Thursday, January 29, 2009

Ahmadinejad demands US apology for 'crimes' against Iran

Iranian president responds to conciliatory messages from Obama and says Bush has gone into 'trash can of history'





Mahmoud Ahmadinejad speaking in Kermanshah on Wednesday 28 January 2009
 Mahmoud Ahmadinejad speaking in Kermanshah on Wednesday 28 January 2009. Photograph: Hasan Sarbakhshian/AP

The US should apologise for "crimes" it has committed against Iran if it wants a better relationship with Tehran, the Iranian president said today, after recent overtures to the Muslim world from the new administration in Washington.
Mahmoud Ahmadinejad's uncompromising tone followed a conciliatory message from Barack Obama, the US president, earlier this week when he told the Islamic world: "We are not your enemies." In his inauguration last week, Obama offered to extend a hand of peace if Iran "unclenched its fist".
At a rally in western Iran today, broadcast live on national television, Ahmadinejad said Iran would welcome a change in US policy provided it involved a withdrawal of American troops from abroad and an apology to Iran."Those who say they want to make change, this is the change they should make: they should apologise to the Iranian nation and try to make up for their dark background and the crimes they have committed against the Iranian nation," he said.
The Iranian leader listed a range of "crimes", such as trying to block what Tehran says is a peaceful nuclear power programme, hindering Iran's development since the 1979 revolution and other actions by US administrations dating back more than 60 years.
Ahmadinejad had harsh words for George Bush, who he said "has gone into the trash can of history with a very black and shameful file full of treachery and killings.

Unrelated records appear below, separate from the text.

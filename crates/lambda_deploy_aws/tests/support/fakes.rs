#![allow(dead_code)]

use std::collections::VecDeque;
use std::sync::Mutex;

use chrono::{Duration, Utc};
use lambda_deploy_aws::adapters::engine::{BuildRequest, ContainerEngine};
use lambda_deploy_aws::adapters::function::{
    FunctionInfo, FunctionService, InvocationOutput, PermissionGrant, PermissionOutcome,
    UpdateStatus,
};
use lambda_deploy_aws::adapters::gateway::{
    Integration, MethodTarget, PutOutcome, ResourceSummary, RestApiGateway, RestApiSummary,
};
use lambda_deploy_aws::adapters::http::{HttpProbe, HttpRequest, HttpResponse};
use lambda_deploy_aws::adapters::identity::{CallerIdentity, IdentityResolver};
use lambda_deploy_aws::adapters::registry::{
    ContainerRegistry, ImageDetail, RegistryCredentials, RepositoryCreation, RepositoryInfo,
};
use lambda_deploy_aws::adapters::tools::ToolProbe;
use lambda_deploy_aws::pipeline::Services;
use lambda_deploy_core::image::repository_uri;
use serde_json::json;

pub const ACCOUNT_ID: &str = "123456789012";
pub const REGION: &str = "us-east-1";
pub const FUNCTION_NAME: &str = "movie-predictor";
pub const FUNCTION_ARN: &str = "arn:aws:lambda:us-east-1:123456789012:function:movie-predictor";

fn lock<T>(mutex: &Mutex<T>) -> std::sync::MutexGuard<'_, T> {
    mutex.lock().expect("poisoned mutex")
}

pub struct FakeIdentity {
    pub result: Result<CallerIdentity, String>,
}

impl FakeIdentity {
    pub fn ok() -> Self {
        Self {
            result: Ok(CallerIdentity {
                account_id: ACCOUNT_ID.to_string(),
                arn: format!("arn:aws:iam::{ACCOUNT_ID}:user/deployer"),
                region: Some(REGION.to_string()),
            }),
        }
    }

    pub fn failing(message: &str) -> Self {
        Self {
            result: Err(message.to_string()),
        }
    }
}

impl IdentityResolver for FakeIdentity {
    fn caller_identity(&self) -> Result<CallerIdentity, String> {
        self.result.clone()
    }
}

#[derive(Default)]
pub struct FakeRegistry {
    pub repositories: Mutex<Vec<RepositoryInfo>>,
    pub images: Mutex<Vec<ImageDetail>>,
    pub calls: Mutex<Vec<String>>,
}

impl FakeRegistry {
    pub fn with_image(digest: &str) -> Self {
        let registry = Self::default();
        lock(&registry.images).push(ImageDetail {
            digest: digest.to_string(),
            tags: vec!["latest".to_string()],
            pushed_at: Some(Utc::now()),
            size_bytes: Some(512 * 1024 * 1024),
        });
        registry
    }

    pub fn calls(&self) -> Vec<String> {
        lock(&self.calls).clone()
    }

    pub fn count(&self, call: &str) -> usize {
        self.calls().iter().filter(|value| value.as_str() == call).count()
    }
}

impl ContainerRegistry for FakeRegistry {
    fn describe_repository(&self, name: &str) -> Result<Option<RepositoryInfo>, String> {
        lock(&self.calls).push("describe_repository".to_string());
        Ok(lock(&self.repositories)
            .iter()
            .find(|repository| repository.name == name)
            .cloned())
    }

    fn create_repository(
        &self,
        name: &str,
        scan_on_push: bool,
    ) -> Result<RepositoryCreation, String> {
        lock(&self.calls).push("create_repository".to_string());
        let repository = RepositoryInfo {
            name: name.to_string(),
            uri: repository_uri(ACCOUNT_ID, REGION, name),
            scan_on_push,
        };
        lock(&self.repositories).push(repository.clone());
        Ok(RepositoryCreation::Created(repository))
    }

    fn authorization(&self) -> Result<RegistryCredentials, String> {
        lock(&self.calls).push("authorization".to_string());
        Ok(RegistryCredentials {
            registry: format!("{ACCOUNT_ID}.dkr.ecr.{REGION}.amazonaws.com"),
            username: "AWS".to_string(),
            password: "token".to_string(),
            expires_at: Utc::now() + Duration::hours(12),
        })
    }

    fn describe_images(&self, _repository: &str, _tag: &str) -> Result<Vec<ImageDetail>, String> {
        lock(&self.calls).push("describe_images".to_string());
        Ok(lock(&self.images).clone())
    }
}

He left and, God willing, he will go to hell."
In a break with his predecessor, Obama has dangled the prospect of direct talks with Tehran without preconditions. Susan Rice, the new US ambassador to the United Nations, has pledged "vigorous" and "direct" nuclear diplomacy with Iran but warned that pressure would increase if it refused to halt uranium enrichment.
Analysts believe Obama's election offers "a once-in-a-generation opportunity" for a new start in relations between Tehran and Washington, which were severed after students seized the US embassy in Tehran and took more than 90 hostages following the 1979 revolution.
"They will never get a new US president who is as balanced as Obama's public statements are, who talks about wanting to engage in a respectful way with Iran and who seems less encumbered by the baggage of the past," a western diplomat told the Associated Press. "It is in Iran's clear interest to engage." He warned of the risk that hardliners clinging to a "we're-winning-you're-losing rhetoric" may prevail.
An Iranian opposition politician, Ebrahim Yazdi, said he did not expect movement on the issue of US relations before June, when Ahmadinejad is expected to seek re-election. Yazdi said better ties were in Iran's strategic and economic interest, adding: "The political atmosphere in Iran is now ripe, is suitable for direct negotiation with the United States."
The five permanent members of the UN security council – Britain, China, France, Russia and the US – along with Germany have offered Tehran economic and energy incentives in exchange for halting its uranium enrichment programme, which the west sees as a cover to acquire a nuclear weapons capability. Tehran is pressing on with the programme, which it says is geared toward electricity generation.